I’m in my 30s. I’ve been depressed my entire life; my first memories are as early as 2 or 3, of me standing in my crib screaming my head off, wondering why my mother won’t come to me. But neither my mother nor my father ever really did. They managed to care and provide for me very well, and still be emotionally negligent and abusive. Even now, I have the emotional development of a 15 yr old. Waiting, always waiting. Lingering and hovering around my mom – I live with her now – hoping for an opportunity to sit with her, be with her, even though I know I’m just going to irritate her and she’ll push me away. I still keep doing it, even though it hurts me every time, I still keep going back and waiting, lingering. I want to to crawl into her bed and sleep next to her, have her hug me and be with me, but I know she’d never allow it. She never has.
My father moved away and started a new family. They seem to be very happy. My father confuses me. When I was a little girl, hugging and kissing him felt very… wrong. I’ve only now realized, as an adult, that my relationship with my father was not normal. There was no sexual abuse or any sexual activity of any kind, but my therapist says I behave as if I were sexually abused. Regardless, I can’t have any kind of romantic relationship with a man as a result. I swoop in, relishing in the new-love scenarios, and then I destroy the relationship, run away, and shut them out. I do this over and over and over again. It’s even worse with women; women I almost abuse. I use them and discard them. They mean nothing to me.
Approaching my middle years rapidly, I’ve given up hope of having children. I’ve developed a mild case of agoraphobia, so I haven’t worked in 2.5 yrs, now living with my mother in the middle of nowhere. All my friends and family have lives of their own, but I have nothing. Apathy. Emptiness. No ambition. No will. No desire.
I tried to cut my wrist open in February of 2011. I didn’t cut deep, I just… wanted to see what would happen, where this action would leave me, what the consequences would be. All I knew was I had to act, in whatever misguided way I could. I wound up in the ER at 2am, and then into a police cruiser to the nearest “acute care facility” aka psych hospital. It was miserable. They changed my meds completely so I was a zombie the entire time. I received nothing of value from that experience, except that in no way will I ever be returning… so I better do it right the next time. No hesitations, no squeamishness, no opening my mother’s door and dripping blood on her carpet.
I’ve had a “plan” for a long time now. When my cats pass away – they are my final obligation at the moment, the only thing keeping me here – when I’m about 40 yrs old, then I’ll do it. Then I’ll really have nothing. It’s sad that I care for the welfare of my animals more than myself. That I would think of them living after my death and what they would go through, before I think of my friends’ and family’s reactions and what they would go through, how it would hurt them. But I guess my cats are innocent. They love me unconditionally.

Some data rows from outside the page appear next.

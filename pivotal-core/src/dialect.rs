use crate::value::Value;

/// SQL flavour of a connection.
///
/// Everything the engine renders goes through the dialect: parameter
/// placeholders, identifier quoting, inline literals used by the search
/// builder, and the shape of an insert without columns.
#[derive(Debug, Clone, Copy, PartialEq, Eq, Hash)]
pub enum Dialect {
    Sqlite,
    Postgres,
    MySql,
}

impl Dialect {
    /// Placeholder for the `n`-th (1-based) bound parameter.
    pub fn placeholder(self, n: usize) -> String {
        match self {
            Dialect::Postgres => format!("${}", n),
            Dialect::Sqlite | Dialect::MySql => "?".to_owned(),
        }
    }

    /// Comma separated placeholders `first..first + count`.
    pub fn placeholders(self, first: usize, count: usize) -> String {
        (first..first + count)
            .map(|n| self.placeholder(n))
            .collect::<Vec<_>>()
            .join(", ")
    }

    /// Quotes a table or column name.
    pub fn quote_identifier(self, ident: &str) -> String {
        match self {
            Dialect::MySql => format!("`{}`", ident.replace('`', "``")),
            Dialect::Sqlite | Dialect::Postgres => format!("\"{}\"", ident.replace('"', "\"\"")),
        }
    }

    /// Quotes a string literal for inline use.
    pub fn quote_literal(self, text: &str) -> String {
        let escaped = match self {
            Dialect::MySql => text.replace('\\', "\\\\").replace('\'', "''"),
            Dialect::Sqlite | Dialect::Postgres => text.replace('\'', "''"),
        };
        format!("'{}'", escaped)
    }

    pub fn bool_literal(self, value: bool) -> &'static str {
        match (self, value) {
            (Dialect::Sqlite, true) => "1",
            (Dialect::Sqlite, false) => "0",
            (_, true) => "TRUE",
            (_, false) => "FALSE",
        }
    }

    /// Renders a value inline. Arrays are rendered element-wise.
    pub fn literal(self, value: &Value) -> String {
        match value {
            Value::Null => "NULL".to_owned(),
            Value::Bool(b) => self.bool_literal(*b).to_owned(),
            Value::Int(v) => v.to_string(),
            Value::Float(v) => v.to_string(),
            Value::Text(s) => self.quote_literal(s),
            Value::Array(items) => items
                .iter()
                .map(|item| self.literal(item))
                .collect::<Vec<_>>()
                .join(", "),
        }
    }

    /// Whether the generated id can be read back with `RETURNING`.
    pub fn supports_returning(self) -> bool {
        matches!(self, Dialect::Postgres)
    }

    /// `sql` extended to return `column` of the inserted row, when the backend can.
    pub fn returning(self, sql: &str, column: &str) -> String {
        if self.supports_returning() {
            format!("{} RETURNING {}", sql, self.quote_identifier(column))
        } else {
            sql.to_owned()
        }
    }

    /// Insert statement for a row with no explicit columns.
    pub fn insert_default_values(self, table: &str) -> String {
        let table = self.quote_identifier(table);
        match self {
            Dialect::MySql => format!("INSERT INTO {} () VALUES ()", table),
            Dialect::Sqlite | Dialect::Postgres => format!("INSERT INTO {} DEFAULT VALUES", table),
        }
    }
}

There is nothing in front of me. Nothing. I have no purpose, except to feel pain and sorrow and guilt. Well, I think I’ve felt this way long enough. I just want it all to end. To lay down and not wake up. I’m tired… so tired.
7 comments
Hey Missy,
You actually sound pretty self aware and actually quite together and strong, all thngs considered.
People can get in the dumps pretty easy in this life, and being isolated doesnt help anyone, even normal people go a bit bonkers, if i could use that expression 🙂
You showed some courage here in at least being brave enought to tell your story, so you have some inner qualities that are quite useful in life.
You ever want to chat/pass the time (note im from down under so time zones etc) then please feel free to say hi – just add my handle name here to 389@gmail.com for email or 389@hotmail.com for msn …always happy to chat.
Life can be tough certainly, but it’s how we handle adversity that best defines us.
Take care okay…
thank you, you’re words are very reassuring. I plan to keep writing here.
Touching stuff, very….I would check out the post entitled Woh! Or search on youtube John Bradshaw-‘Homecoming’ It will shed light on why you’re at where you are. Not your fault in any way. The stats for abuse are pretty high, and any form of abuse of any kind can throw you off the rails for later life. Feel free to msg me if you want…skype id softsoul9 Take care.
thank you, I will check out the video. and thanks for the reminder of the lesson from my pets. <3
So I watched all the Bradshaw videos on YouTube that I could find and I’m simply amazed. Thank you so much for bring this to my attention. His words ring so truly with me, I’m going to have to tell my own therapist about this… although I’m sure she knows who he is. Thank you… that’s all I can say.
Your pets are teaching and reflecting back to you and invaluable powerful lesson…to love yourself unconditionally. Your experience is not a reflection of your worth or value. Your life is worth resurrecting, that includes the lovely gal living it.